Menoleh ke sisi kirinya, Bu Widia memberi tanda agar anak baru itu memperkenalkan diri.
Menatap lurus ke depan, cowok itu membuka suara. Mengucapkan namanya dengan nada datar, tanpa ekspresi, apalagi senyum di wajahnya.
"Langit. Relangit Pradipta."
Hening.
Liv mengedarkan pandangan. Teman-temannya yang berjenis kelamin perempuan jelas terpesona pada Langit, bahkan tidak sedikit yang senyum-senyum sendiri. Sementara yang laki-laki tidak merespons. Kebanyakan tidak peduli, sementara sisanya menatap serius.
Bu Widia memiringkan kepala. "Ada lagi, Langit?"
Langit menggeleng.
"Silakan pilih tempat duduk kamu," lanjut Bu Widia.
Langit melangkah menuju bangku di barisan paling depan yang kosong.
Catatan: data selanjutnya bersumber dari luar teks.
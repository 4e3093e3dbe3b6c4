//! Input problems shared by every store and the checkout workflow.
//!
//! Each actor still has its own error enum (see `*_actor::error`); the
//! variants here are wrapped by those enums so that a missing field reads the
//! same wherever it is caught.

use crate::model::PaymentMethod;
use thiserror::Error;

/// A required field is missing or unusable. The message is meant for the
/// person filling in the form.
#[derive(Debug, Clone, Error, PartialEq, Eq)]
pub enum ValidationError {
    #[error("Please enter delivery address")]
    MissingAddress,

    #[error("Please enter {}", .0.credential_name())]
    MissingCredential(PaymentMethod),

    #[error("Your cart is empty")]
    EmptyCart,

    #[error("Please enter a dish name")]
    MissingDishName,

    #[error("Price must be greater than zero")]
    InvalidPrice,
}

impl ValidationError {
    /// The form field the message refers to.
    pub fn field(&self) -> &'static str {
        match self {
            ValidationError::MissingAddress => "address",
            ValidationError::MissingCredential(_) => "credential",
            ValidationError::EmptyCart => "cart",
            ValidationError::MissingDishName => "name",
            ValidationError::InvalidPrice => "price",
        }
    }
}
Meletakkan tasnya, lalu duduk.
Sementara Bu Widia meminta mereka untuk memilih ketua kelas dan sebagainya, Liv berbisik pada Diaz.
"Itu orang yang gue tabrak di lorong tadi."
Diaz menaikkan alis. "Anak baru itu? Bukan tipe anak rusuh. Pantes dia ninggalin lo."
"Sialan," balas Liv. "Tapi seenggaknya dia harus nanyain keadaan gue, dong. Salah dia punya badan kayak tembok terus berhenti tiba-tiba di tengah jalan. Gue, kan, jadi jatuh."
Satu alis Diaz terangkat. "Lo yang jalan nggak hati-hati, Liv, masa lo nyuruh dia nanyain lo? Masih untung lo nggak disemprot dia tadi."
Liv menyuarakan protes, "Kok, lo belain dia, sih? Gue korban di sini."
Menghela napas, Diaz memutuskan untuk tidak meladeni sahabatnya lagi. Liv itu memang bisa luar biasa berlebihan kadang-kadang. Diaz sudah terbiasa. Cowok itu mengeluarkan buku sketsa, lalu membuka halaman tempat sketsa terakhirnya belum selesai digambar. Lebih baik merampungkan gambarnya ketimbang melayani ocehan sahabatnya.
"Eh, tapi dia aneh," kata Liv kemudian. "Lo lihat nggak, mukanya datar banget?"
"Nggak," balas Diaz tanpa mengalihkan pandangan dari bukunya. Sungguh, pembicaraan mengenai anak baru itu tidak menarik baginya.
"Ah, kelihatan jelas, kok! Ada yang aneh sama dia."
Kening Diaz berkerut. "Lo kenapa jadi melototin dia? Bukannya lo sebal sama dia?"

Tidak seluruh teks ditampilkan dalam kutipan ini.